Yarrington also recently launched a new division, Pinball Tycoon, to buy and sell pinball machines.

It is not surprising that fun is part of the culture at a business that designs and sells games. The company has an area dubbed the “Fun Zone,” with shelves filled with more than 1,000 tabletop games that employees play for market research and personal enjoyment. There is an entire room dedicated to Legos and Dungeons and Dragons. The company even has its own 18-seat theater.

Tabletop Tycoon also rolled out new benefits to employees this year, including providing supplemental pay on top of salaries that employees can choose to take home or apply to health or dental insurance, life insurance, long-term disability insurance, a Flexible Savings Account or a Health Savings Account.

Employees are offered paid time off for voting, donating blood, volunteering or to get a flu-shot. And finding the right cultural fit is important to Yarrington, which is why Tabletop Tycoon offers job candidates paid tryouts to essentially take the work environment and their new responsibilities for a test drive.

Giving Back
Yarrington recalls a humble childhood with the family receiving gifts from the U.S. Marine Corps, Toys for Tots program at Christmas, including a Monopoly game that he loved to play. “We didn’t have an arcade where I was,” he says of growing up in a rural community in western New York. “We would play Monopoly.”

With his success, Yarrington now gives back to Toys for Tots as well as other organizations. Since 2018, Tabletop Tycoon has donated more than 244,000 games to Toys for Tots and other children’s organizations—more than $2 million in products. It even has specialty products it sells at conventions to benefit Toys for Tots.

During the pandemic, Tabletop Tycoon participated in a project to support independent game stores donating $500,000 of games and accessories to stores across the country with each store deciding how to use the donations.

The Early Days
Yarrington kept his part-time business through college, running community events for local hobbyists, as well as selling Pokémon and Magic the Gathering cards online and locally.

He even took on an independent study for his business degree that involved developing a formal business plan for
the company.

When he and his wife, Sara, graduated from college and got married, they moved to NH in 2003, setting up a brick-and-mortar retail store selling games in Salem and online. “We were an eBay power seller,” Yarrington says. “We got our first loan of $30,000 from Citizens Bank for a line of credit.
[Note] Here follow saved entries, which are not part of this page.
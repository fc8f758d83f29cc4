// SPDX-FileCopyrightText: 2026 Mensajero Contributors
// SPDX-License-Identifier: MIT OR Apache-2.0

//! Spreadsheet import and export.
//!
//! Imports read the first worksheet of an XLSX workbook or a CSV file into
//! [`Shipment`](mensajero_core::types::Shipment) rows. Exports render named
//! tables into one workbook (one worksheet per table) or into CSV.

pub mod export;
pub mod import;

pub use export::{Cell, ExportFormat, ExportOptions, Table, render};
pub use import::{ImportFormat, ParsedImport, parse_shipments};

use mensajero_core::MensajeroError;

pub(crate) fn sheet_err(e: impl std::fmt::Display) -> MensajeroError {
    MensajeroError::Sheet {
        message: e.to_string(),
    }
}
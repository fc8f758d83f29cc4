// SPDX-FileCopyrightText: 2026 Mensajero Contributors
// SPDX-License-Identifier: MIT OR Apache-2.0

//! Storage adapter trait for the persisted store.

use async_trait::async_trait;

use crate::error::MensajeroError;
use crate::traits::adapter::PluginAdapter;
use crate::types::{
    Courier, Customer, Dispatch, DispatchFilter, NewPickup, Pickup, Reception,
    Shipment, ShipmentEvents, Zone, ZoneId,
};

/// Adapter for the relational store holding reference data and shipment
/// events.
///
/// Inserts that collide with a uniqueness constraint report the collision as
/// `None`/`false` rather than an error, so callers decide which domain error
/// applies. Event inserts are atomic with respect to their uniqueness check.
#[async_trait]
pub trait StorageAdapter: PluginAdapter {
    /// Opens the backend and applies pending migrations.
    async fn initialize(&self) -> Result<(), MensajeroError>;

    /// Closes the backend, flushing pending writes.
    async fn close(&self) -> Result<(), MensajeroError>;

    // --- Reference data ---

    /// Inserts a zone. Returns `None` if the name is taken.
    async fn insert_zone(&self, name: &str, tariff: f64) -> Result<Option<Zone>, MensajeroError>;

    async fn list_zones(&self) -> Result<Vec<Zone>, MensajeroError>;

    async fn get_zone_by_name(&self, name: &str) -> Result<Option<Zone>, MensajeroError>;

    /// Inserts a courier. Returns `None` if the name is taken.
    async fn insert_courier(
        &self,
        name: &str,
        zone_id: ZoneId,
    ) -> Result<Option<Courier>, MensajeroError>;

    async fn list_couriers(&self) -> Result<Vec<Courier>, MensajeroError>;

    /// Inserts a customer. Returns `None` if the name is taken, ignoring case.
    async fn insert_customer(&self, name: &str) -> Result<Option<Customer>, MensajeroError>;

    async fn list_customers(&self) -> Result<Vec<Customer>, MensajeroError>;

    async fn get_customer_by_name(&self, name: &str)
    -> Result<Option<Customer>, MensajeroError>;

    // --- Shipments and events ---

    /// Inserts shipments whose tracking number is absent. Returns the number
    /// of rows inserted.
    async fn insert_shipments(&self, shipments: &[Shipment]) -> Result<usize, MensajeroError>;

    /// Looks up the shipment, dispatch and reception rows for one number.
    async fn shipment_events(&self, tracking_number: &str)
    -> Result<ShipmentEvents, MensajeroError>;

    /// Event rows for every imported shipment, ordered by tracking number.
    async fn list_shipment_events(&self) -> Result<Vec<ShipmentEvents>, MensajeroError>;

    /// Inserts a dispatch. Returns `false` if the number was already dispatched.
    async fn insert_dispatch(&self, dispatch: &Dispatch) -> Result<bool, MensajeroError>;

    async fn list_dispatches(
        &self,
        filter: &DispatchFilter,
    ) -> Result<Vec<Dispatch>, MensajeroError>;

    async fn count_dispatches(&self, filter: &DispatchFilter) -> Result<i64, MensajeroError>;

    /// Inserts a reception. Returns `false` if the number was already received.
    async fn insert_reception(&self, reception: &Reception) -> Result<bool, MensajeroError>;

    async fn list_receptions(&self) -> Result<Vec<Reception>, MensajeroError>;

    async fn insert_pickup(&self, pickup: &NewPickup) -> Result<Pickup, MensajeroError>;

    /// Pickups, newest first.
    async fn list_pickups(&self) -> Result<Vec<Pickup>, MensajeroError>;
}
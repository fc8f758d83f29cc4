// SPDX-FileCopyrightText: 2026 Mensajero Contributors
// SPDX-License-Identifier: MIT OR Apache-2.0

//! Pure lifecycle rules over the three event lookups.
//!
//! Precedence: no shipment row means `MISSING` whatever else exists; then a
//! reception decides the terminal state; then a dispatch means `DISPATCHED`;
//! otherwise the shipment is `IN_VERIFICATION`. Pickups play no part.

use mensajero_core::types::{OutcomeKind, ShipmentEvents, ShipmentState, ShipmentStatus};
use mensajero_core::MensajeroError;

/// Display status for a tracking number.
pub fn derive_status(events: ShipmentEvents) -> ShipmentStatus {
    let ShipmentEvents {
        tracking_number,
        shipment,
        dispatch,
        reception,
    } = events;

    let Some(shipment) = shipment else {
        return ShipmentStatus {
            tracking_number,
            state: ShipmentState::Missing,
            shipment: None,
            courier: None,
            zone: None,
            dispatched_at: None,
            reason: None,
            received_at: None,
        };
    };

    let state = match (&reception, &dispatch) {
        (Some(r), _) => ShipmentState::from(r.outcome),
        (None, Some(_)) => ShipmentState::Dispatched,
        (None, None) => ShipmentState::InVerification,
    };
    let (courier, zone, dispatched_at) = match dispatch {
        Some(d) => (Some(d.courier), Some(d.zone), Some(d.dispatched_at)),
        None => (None, None, None),
    };
    let (reason, received_at) = match reception {
        Some(r) if r.outcome == OutcomeKind::Returned => (Some(r.reason), Some(r.received_at)),
        Some(r) => (None, Some(r.received_at)),
        None => (None, None),
    };

    ShipmentStatus {
        tracking_number,
        state,
        shipment: Some(shipment),
        courier,
        zone,
        dispatched_at,
        reason,
        received_at,
    }
}

/// Whether a dispatch may be recorded.
pub fn check_dispatch(events: &ShipmentEvents) -> Result<(), MensajeroError> {
    if events.shipment.is_none() {
        return Err(MensajeroError::shipment_not_found(&events.tracking_number));
    }
    if events.reception.is_some() {
        return Err(MensajeroError::AlreadyReceived {
            tracking_number: events.tracking_number.clone(),
        });
    }
    if events.dispatch.is_some() {
        return Err(MensajeroError::AlreadyDispatched {
            tracking_number: events.tracking_number.clone(),
        });
    }
    Ok(())
}

/// Whether a reception may be recorded.
pub fn check_reception(events: &ShipmentEvents) -> Result<(), MensajeroError> {
    if events.shipment.is_none() {
        return Err(MensajeroError::shipment_not_found(&events.tracking_number));
    }
    if events.dispatch.is_none() {
        return Err(MensajeroError::NotYetDispatched {
            tracking_number: events.tracking_number.clone(),
        });
    }
    if events.reception.is_some() {
        return Err(MensajeroError::AlreadyReceived {
            tracking_number: events.tracking_number.clone(),
        });
    }
    Ok(())
}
We were focused on selling board games,” Yarrington says.

Over the years, Yarrington grew his business to multiple retail spaces, as well as logistics and distribution business servicing for game developers. He also established an online game news and review site, and was also organizing game conventions.

However, the retail side of the business began to wane, and he closed the stores, sold his services division and focused on game development. While the pandemic provided challenges, interest in games took off as families were trapped inside their houses looking for new ways to entertain themselves. Tabletop Tycoon emerged stronger than ever.

Yarrington says the pandemic isolated people and created more loneliness in the world. He says games are a way to bring people back together. “We’re making the world a better place one game at a time,” he says.